In 2017, William Thomson, founder of Gallus Events, came across a story in a Scottish newspaper, which reported that one homeless person died every week in Glasgow, his hometown. It shocked Thomson, who now lives a thousand miles away in Barcelona, Spain. He asked himself, he told Convene, how he could help. “The only thing I’m good at,” Thomson said, “is organizing events.”
So he put that skill to work, creating Homeless Hackathon Glasgow, which was held April 13–15 in Glasgow and brought together 40 hacker participants, along with representatives from local institutions and nonprofit organizations. Thomson has organized more than 700 events over the past two decades, but had never run a hackathon. He chose the format, he said, because of its potential to yield solutions in a short period of time. Homelessness is “such a desperate, depressing situation that I thought, ‘Well, if we can run a hackathon and at least get one [practical] thing that comes out of this, it will have been a success.’”
Thomson wasn’t an expert on homelessness, but he had connections to Glasgow’s nonprofit sector. “I just started picking up the phone and contacting people and saying, ‘I want to help, I’m planning to run a hackathon. Do you want to get involved? Who should I speak to? What are the areas I should be addressing?’” Thomson ended up inviting representatives from homelessness organizations to the hackathon, where they pitched their projects to help educate participants on effective interventions, he said. Attendees could develop their own ideas or work to improve existing projects.

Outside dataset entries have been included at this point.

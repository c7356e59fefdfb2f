//! Flash image sources
//!
//! Traits and implementations for reading the raw internal and external
//! images a session starts from, whether they live in memory or in files.

#[cfg(feature = "std")]
pub use backend::ImageFile;
pub use backend::ImageBytes;
pub use traits::{ImageReader, IntoImageReader};

mod backend;
mod traits;
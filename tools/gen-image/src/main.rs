use anyhow::Result;
use clap::Parser;
use gen_image::{Bank, BlockDesc, ImageWriter, ImageWriterConfig, PointerDesc, sample};
use std::path::PathBuf;

#[derive(Parser)]
#[command(name = "gen-image")]
struct Args {
    /// Output directory for generated artifacts
    #[arg(short, long)]
    output: Option<PathBuf>,
    /// Size of the internal image (default: the sample layout)
    #[arg(long, value_parser = parse_size)]
    internal_len: Option<usize>,
    /// Size of the external image (default: the sample layout)
    #[arg(long, value_parser = parse_size)]
    external_len: Option<usize>,
    /// Number of internal pointers to scatter over external flash instead of
    /// writing the sample layout
    #[arg(short, long)]
    pointers: Option<usize>,
}

fn parse_size(text: &str) -> Result<usize, String> {
    let parsed = match text.strip_prefix("0x") {
        Some(hex) => usize::from_str_radix(&hex.replace('_', ""), 16),
        None => text.replace('_', "").parse(),
    };
    parsed.map_err(|e| format!("invalid size `{text}`: {e}"))
}

/// An internal image whose second half is a pointer table spread evenly
/// over a patterned external image.
fn scattered(internal_len: usize, external_len: usize, pointers: usize) -> ImageWriter {
    let mut writer = ImageWriter::new(ImageWriterConfig {
        internal_len,
        external_len,
        ..Default::default()
    });
    writer.block(BlockDesc::pattern("data", Bank::External, 0, external_len, 9));
    let table = internal_len / 2;
    let slots = (internal_len - table) / 4;
    let stride = (external_len / pointers.max(1)).max(1);
    for i in 0..pointers.min(slots) {
        writer.pointer(PointerDesc::to_external(table + i * 4, i * stride));
    }
    writer
}

fn main() -> Result<()> {
    let args = Args::parse();
    let output = match args.output {
        Some(p) => p,
        None => {
            let mut cwd = std::env::current_dir()?;
            cwd.push("out");
            cwd
        }
    };

    let writer = match args.pointers {
        Some(pointers) => scattered(
            args.internal_len.unwrap_or(sample::INTERNAL_LEN),
            args.external_len.unwrap_or(sample::EXTERNAL_LEN),
            pointers,
        ),
        None => sample::writer(),
    };
    let images = writer.write_files(&output)?;

    println!(
        "out: {}\ninternal: {} bytes\nexternal: {} bytes",
        output.display(),
        images.internal.len(),
        images.external.len()
    );
    print!("{}", images.manifest);

    Ok(())
}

The result? The weekend-long hackathon yielded not one, but three projects currently under development, including an app that can be used to locate services and another app to facilitate getting surplus food to those who need it. The third project is an app designed to improve communication and shorten the amount of time it takes for The Simon Community, a nonprofit which participated in the hackathon, to connect individuals with services. The work done at the three-day hackathon would have taken the organization months to complete on its own, a Simon Community representative told Thomson.
As a first-time hackathon organizer, Thomson gained practical experience about what worked and what didn’t, much of which he posted on his website. A few people within the meetings industry have contacted him in the last few months, wanting to spread the word about Homeless Hackathon, but Thomson would like to see event organizers take on the challenge of producing events like the one he did. “I definitely feel that event organizers have got the ability to do much more,” Thomson said. “It would be great to get more event organizers to look at the hackathon, and think, ‘I can help.’ Event organizers have got essential skills to contribute,” he added. “Not just in organizing a team, but their contacts and knowledge of how things work and logistics is really, really positive and powerful.
Gallus Events has donated 500 GBP (about $650 USD) as seed funding to anyone who wants to organize a hackathon in Scotland. The money is intended to minimize upfront risk, Thomson said. The profits could then seed another hackathon, he said.
“I try to say to event organizers, ‘You’re in a fortunate position because you’ve got a job and you’re in a secure tenancy or in a house. These are all things that you think are normal, but for a lot of people, it’s as far removed as you having a super yacht or flying to the moon. All of the things that we take as absolute fundamental necessities, people who are homeless don’t have that,’” he said. “What can we do as an industry to help? With the skills that we’ve got, we can do a lot of good.”